Net interest and dividend income increased to $12.5 million in Q1-10 from $9.3 million in Q1-09, reflecting an improved net interest margin. The margin increased to 2.23% in Q1-10 from 1.67% in Q1-09 primarily due to lower rates paid on deposits, the early retirement of higher cost borrowings and the recovery of $0.8 million of nonaccrual interest from the full repayment of a nonaccrual loan. The positive effect of these items was partially offset by calls of higher yielding U.S. government agency security investments (coupled with the reinvestment of the proceeds into similar securities with lower interest rates). The yield on the Company's average interest-earning assets decreased by 21 basis points to 5.30% in Q1-10, from 5.51% in Q1-09. The Company's average cost of funds decreased at a faster pace by 93 basis points to 3.36% in Q1-10, from 4.29% in Q1-09.

Noninterest income increased to $0.5 million in Q1-10 from $0.1 million in Q1-09, primarily due to $0.4 million of fees from the full repayment of the nonaccrual loan noted above.

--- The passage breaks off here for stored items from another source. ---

//! The logger context object.
//!
//! A [`Logger`] owns the buffer, running metrics, sink registry and alert
//! engine for one pipeline. It is constructed once by the host and cloned
//! into every call site that logs; tests build independent instances.
//!
//! Ingestion is synchronous and does no I/O. Sink delivery happens on the
//! flush scheduler (or an explicit [`Logger::flush`]) and alert actions run
//! on spawned tasks.

use chrono::Duration as ChronoDuration;
use logstream_alerting::{
    AlertDispatcher, AlertEngine, AlertNotifier, AlertStatus, HttpNotifier, LogAlert, NewAlert,
};
use logstream_analytics::{
    compute_analytics, export_logs, query_logs, ExportError, ExportFormat, LogAnalytics,
};
use logstream_core::config::SinkKind;
use logstream_core::{
    saturating_secs, saturating_sub, AppConfig, Clock, EntryMetadata, LogContext, LogEntry,
    LogFilter, LogLevel, SystemClock,
};
use logstream_sinks::{FanoutReport, SinkRegistry, SinkStatus};
use parking_lot::Mutex;
use std::sync::atomic::{AtomicBool, Ordering};
use std::sync::{Arc, Weak};
use std::time::{Duration, Instant};
use tokio::runtime::Handle;
use tokio::sync::watch;
use tokio::task::JoinHandle;
use tokio::time::MissedTickBehavior;
use tracing::{debug, info, warn};
use uuid::Uuid;

use crate::buffer::LogBuffer;
use crate::error::PipelineError;
use crate::metrics::{LogMetrics, MetricsRecorder};

struct Inner {
    config: AppConfig,
    clock: Arc<dyn Clock>,
    metadata: EntryMetadata,
    buffer: Mutex<LogBuffer>,
    recorder: Mutex<MetricsRecorder>,
    sinks: SinkRegistry,
    alerts: AlertEngine,
    dispatcher: AlertDispatcher,
    flushing: AtomicBool,
    scheduler: Mutex<Option<Scheduler>>,
}

struct Scheduler {
    stop_tx: watch::Sender<bool>,
    handle: JoinHandle<()>,
}

/// Releases the in-flight flag however the flush ends.
struct FlushGuard<'a>(&'a AtomicBool);

impl Drop for FlushGuard<'_> {
    fn drop(&mut self) {
        self.0.store(false, Ordering::Release);
    }
}

#[derive(Clone)]
pub struct Logger {
    inner: Arc<Inner>,
}

impl Logger {
    /// Build a logger with the configured sinks, the HTTP alert notifier and
    /// the system clock. The flush scheduler is not started.
    pub fn new(config: AppConfig) -> Result<Self, PipelineError> {
        let sinks = SinkRegistry::from_configs(&config.effective_sinks())?;
        if sinks.is_empty() {
            warn!("No sinks configured, entries will only be kept in memory");
        }
        let notifier = Arc::new(HttpNotifier::new(&config.alerting)?);
        Ok(Self::with_parts(config, Arc::new(SystemClock), sinks, notifier))
    }

    /// Assemble a logger from explicit parts. Alert actions run on the tokio
    /// runtime current at this call, or on the one [`Logger::start`] runs on.
    pub fn with_parts(
        config: AppConfig,
        clock: Arc<dyn Clock>,
        sinks: SinkRegistry,
        notifier: Arc<dyn AlertNotifier>,
    ) -> Self {
        let cooldown = saturating_secs(config.alerting.cooldown_secs);
        let inner = Inner {
            metadata: EntryMetadata::current(config.version.clone()),
            buffer: Mutex::new(LogBuffer::new(&config.buffer)),
            recorder: Mutex::new(MetricsRecorder::new(&config.metrics)),
            alerts: AlertEngine::new(cooldown),
            dispatcher: AlertDispatcher::new(notifier),
            flushing: AtomicBool::new(false),
            scheduler: Mutex::new(None),
            clock,
            sinks,
            config,
        };
        Self {
            inner: Arc::new(inner),
        }
    }

    pub fn config(&self) -> &AppConfig {
        &self.inner.config
    }

    // ─── Ingestion ──────────────────────────────────────────────────────

    /// Record one entry: buffer it, update the running metrics and evaluate
    /// every enabled alert rule. Never fails and never blocks on I/O.
    pub fn log(
        &self,
        level: LogLevel,
        message: impl Into<String>,
        context: impl Into<LogContext>,
    ) {
        let inner = &self.inner;
        let entry = Arc::new(LogEntry::build(
            inner.clock.now(),
            level,
            message,
            context.into(),
            inner.metadata.clone(),
        ));

        let discarded = inner.buffer.lock().push(entry.clone());
        if discarded > 0 {
            ::metrics::counter!("logstream.dropped").increment(discarded as u64);
            warn!(
                discarded = discarded,
                "Log buffer overflow, oldest pending entries discarded"
            );
        }
        inner.recorder.lock().record(&entry);
        ::metrics::counter!("logstream.ingested", "level" => level.as_str()).increment(1);

        let can_dispatch = inner.dispatcher.has_runtime();
        for firing in inner.alerts.evaluate_with(&entry, can_dispatch) {
            inner.dispatcher.dispatch(firing);
        }
    }

    pub fn debug(&self, message: impl Into<String>, context: impl Into<LogContext>) {
        self.log(LogLevel::Debug, message, context);
    }

    pub fn info(&self, message: impl Into<String>, context: impl Into<LogContext>) {
        self.log(LogLevel::Info, message, context);
    }

    pub fn warn(&self, message: impl Into<String>, context: impl Into<LogContext>) {
        self.log(LogLevel::Warn, message, context);
    }

    pub fn error(&self, message: impl Into<String>, context: impl Into<LogContext>) {
        self.log(LogLevel::Error, message, context);
    }

    pub fn fatal(&self, message: impl Into<String>, context: impl Into<LogContext>) {
        self.log(LogLevel::Fatal, message, context);
    }

    // ─── Flushing ───────────────────────────────────────────────────────

    /// Start the periodic flush on the current tokio runtime. Calling it
    /// while the scheduler is already running does nothing.
    pub fn start(&self) -> Result<(), PipelineError> {
        let handle = Handle::try_current().map_err(|_| PipelineError::NoRuntime)?;
        let mut scheduler = self.inner.scheduler.lock();
        if scheduler.is_some() {
            return Ok(());
        }

        self.inner.dispatcher.bind(handle.clone());
        let period = Duration::from_millis(self.inner.config.flush.interval_ms.max(1));
        let (stop_tx, stop_rx) = watch::channel(false);
        let weak = Arc::downgrade(&self.inner);
        let task = handle.spawn(run_scheduler(weak, period, stop_rx));

        info!(interval_ms = period.as_millis() as u64, "Flush scheduler started");
        *scheduler = Some(Scheduler {
            stop_tx,
            handle: task,
        });
        Ok(())
    }

    /// Deliver the pending batch now.
    ///
    /// Returns `None` without doing anything if another flush is in flight.
    pub async fn flush(&self) -> Option<FanoutReport> {
        self.inner.flush().await
    }

    /// Halt the periodic scheduler. A flush already running completes.
    pub fn stop(&self) {
        if let Some(scheduler) = self.inner.scheduler.lock().take() {
            let _ = scheduler.stop_tx.send(true);
            info!("Flush scheduler stopped");
        }
    }

    /// Stop the scheduler, wait for it to exit, then deliver whatever is
    /// still pending.
    pub async fn shutdown(&self) -> FanoutReport {
        let scheduler = self.inner.scheduler.lock().take();
        if let Some(scheduler) = scheduler {
            let _ = scheduler.stop_tx.send(true);
            if let Err(e) = scheduler.handle.await {
                warn!(error = %e, "Flush scheduler exited abnormally");
            }
            info!("Flush scheduler stopped");
        }

        loop {
            if let Some(report) = self.inner.flush().await {
                return report;
            }
            tokio::time::sleep(Duration::from_millis(5)).await;
        }
    }

    // ─── Query & management ─────────────────────────────────────────────

    pub fn query_logs(&self, filter: &LogFilter, limit: usize) -> Vec<LogEntry> {
        let buffer = self.inner.buffer.lock();
        query_logs(buffer.iter(), filter, limit)
    }

    /// Matching entries serialized as JSON or CSV, newest first, capped at the
    /// buffer capacity.
    pub fn export_logs(
        &self,
        filter: &LogFilter,
        format: ExportFormat,
    ) -> Result<String, ExportError> {
        let entries = self.query_logs(filter, self.inner.config.buffer.capacity);
        export_logs(&entries, format)
    }

    pub fn metrics(&self) -> LogMetrics {
        let (buffer_size, dropped) = {
            let buffer = self.inner.buffer.lock();
            (buffer.len(), buffer.dropped())
        };
        self.inner.recorder.lock().snapshot(buffer_size, dropped)
    }

    pub fn analytics(&self) -> LogAnalytics {
        let now = self.inner.clock.now();
        let buffer = self.inner.buffer.lock();
        compute_analytics(buffer.iter(), now, &self.inner.config.analytics)
    }

    /// Register an alert rule. Its window is seeded from retained entries.
    pub fn add_alert(&self, alert: NewAlert) -> Uuid {
        let now = self.inner.clock.now();
        let buffer = self.inner.buffer.lock();
        self.inner.alerts.add(alert, buffer.iter(), now)
    }

    pub fn remove_alert(&self, id: &Uuid) -> bool {
        self.inner.alerts.remove(id)
    }

    pub fn set_alert_enabled(&self, id: &Uuid, enabled: bool) -> bool {
        self.inner.alerts.set_enabled(id, enabled)
    }

    pub fn alerts(&self) -> Vec<LogAlert> {
        self.inner.alerts.alerts()
    }

    /// Every rule with where it currently sits in its idle/armed/cooling
    /// cycle.
    pub fn alert_statuses(&self) -> Vec<(LogAlert, AlertStatus)> {
        let now = self.inner.clock.now();
        let cooldown = self.inner.alerts.cooldown();
        self.inner
            .alerts
            .alerts()
            .into_iter()
            .map(|alert| {
                let status = alert.status(now, cooldown);
                (alert, status)
            })
            .collect()
    }

    /// Evict retained entries, recent errors and alert-window matches older
    /// than `max_age`. Returns how many buffered entries were removed.
    pub fn cleanup(&self, max_age: ChronoDuration) -> usize {
        let cutoff = saturating_sub(self.inner.clock.now(), max_age);
        let removed = self.inner.buffer.lock().cleanup(cutoff);
        let errors = self.inner.recorder.lock().cleanup(cutoff);
        let matches = self.inner.alerts.prune_before(cutoff);
        debug!(
            removed = removed,
            recent_errors = errors,
            alert_matches = matches,
            "Cleaned up old entries"
        );
        removed
    }

    pub fn set_sink_enabled(&self, kind: SinkKind, enabled: bool) -> usize {
        let changed = self.inner.sinks.set_enabled(kind, enabled);
        info!(sink = %kind, enabled = enabled, changed = changed, "Sink toggled");
        changed
    }

    pub fn sinks(&self) -> Vec<SinkStatus> {
        self.inner.sinks.statuses()
    }
}

impl Inner {
    async fn flush(&self) -> Option<FanoutReport> {
        if self
            .flushing
            .compare_exchange(false, true, Ordering::AcqRel, Ordering::Acquire)
            .is_err()
        {
            debug!("Flush already in flight, skipping");
            return None;
        }
        let _guard = FlushGuard(&self.flushing);

        let batch = self.buffer.lock().take_pending();
        if batch.is_empty() {
            return Some(FanoutReport::default());
        }

        let started = Instant::now();
        let report = self.sinks.fanout(&batch).await;
        let elapsed = started.elapsed();
        self.recorder.lock().record_flush(batch.len(), elapsed);

        debug!(
            count = batch.len(),
            delivered = report.delivered(),
            elapsed_ms = elapsed.as_millis() as u64,
            "Flushed log batch"
        );
        Some(report)
    }
}

async fn run_scheduler(inner: Weak<Inner>, period: Duration, mut stop_rx: watch::Receiver<bool>) {
    let mut interval = tokio::time::interval(period);
    interval.set_missed_tick_behavior(MissedTickBehavior::Skip);
    // The first tick completes immediately.
    interval.tick().await;

    loop {
        tokio::select! {
            _ = interval.tick() => {
                let Some(inner) = inner.upgrade() else { break };
                inner.flush().await;
            }
            _ = stop_rx.changed() => break,
        }
    }
}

Total assets at March 31, 2010 were $2.28 billion compared to $2.40 billion at December 31, 2009, reflecting a decrease in security investments and loans receivable, partially offset by an increase in overnight investments and foreclosed real estate. As a result of current market conditions and higher regulatory capital requirements, Intervest National Bank has reduced its aggregate deposits and its new loan originations.

Total securities held to maturity decreased by $143.8 million to $491.1 million at March 31, 2010, primarily due to calls exceeding new purchases. A portion of the resulting proceeds were used to fund deposit outflow and the repayment of FHLB borrowings. The securities portfolio had a weighted-average remaining contractual maturity and a yield of 4.4 years and 2.58%, respectively, at March 31, 2010.

Total loans receivable, net of unearned fees, amounted to $1.63 billion at March 31, 2010, a $52 million decrease from $1.68 billion at December 31, 2009. The decrease was due to an aggregate of $33.7 million of principal repayments, $28.0 million of loans transferred to foreclosed real estate and $14.0 million of loan chargeoffs exceeding $23.0 million of new loan originations.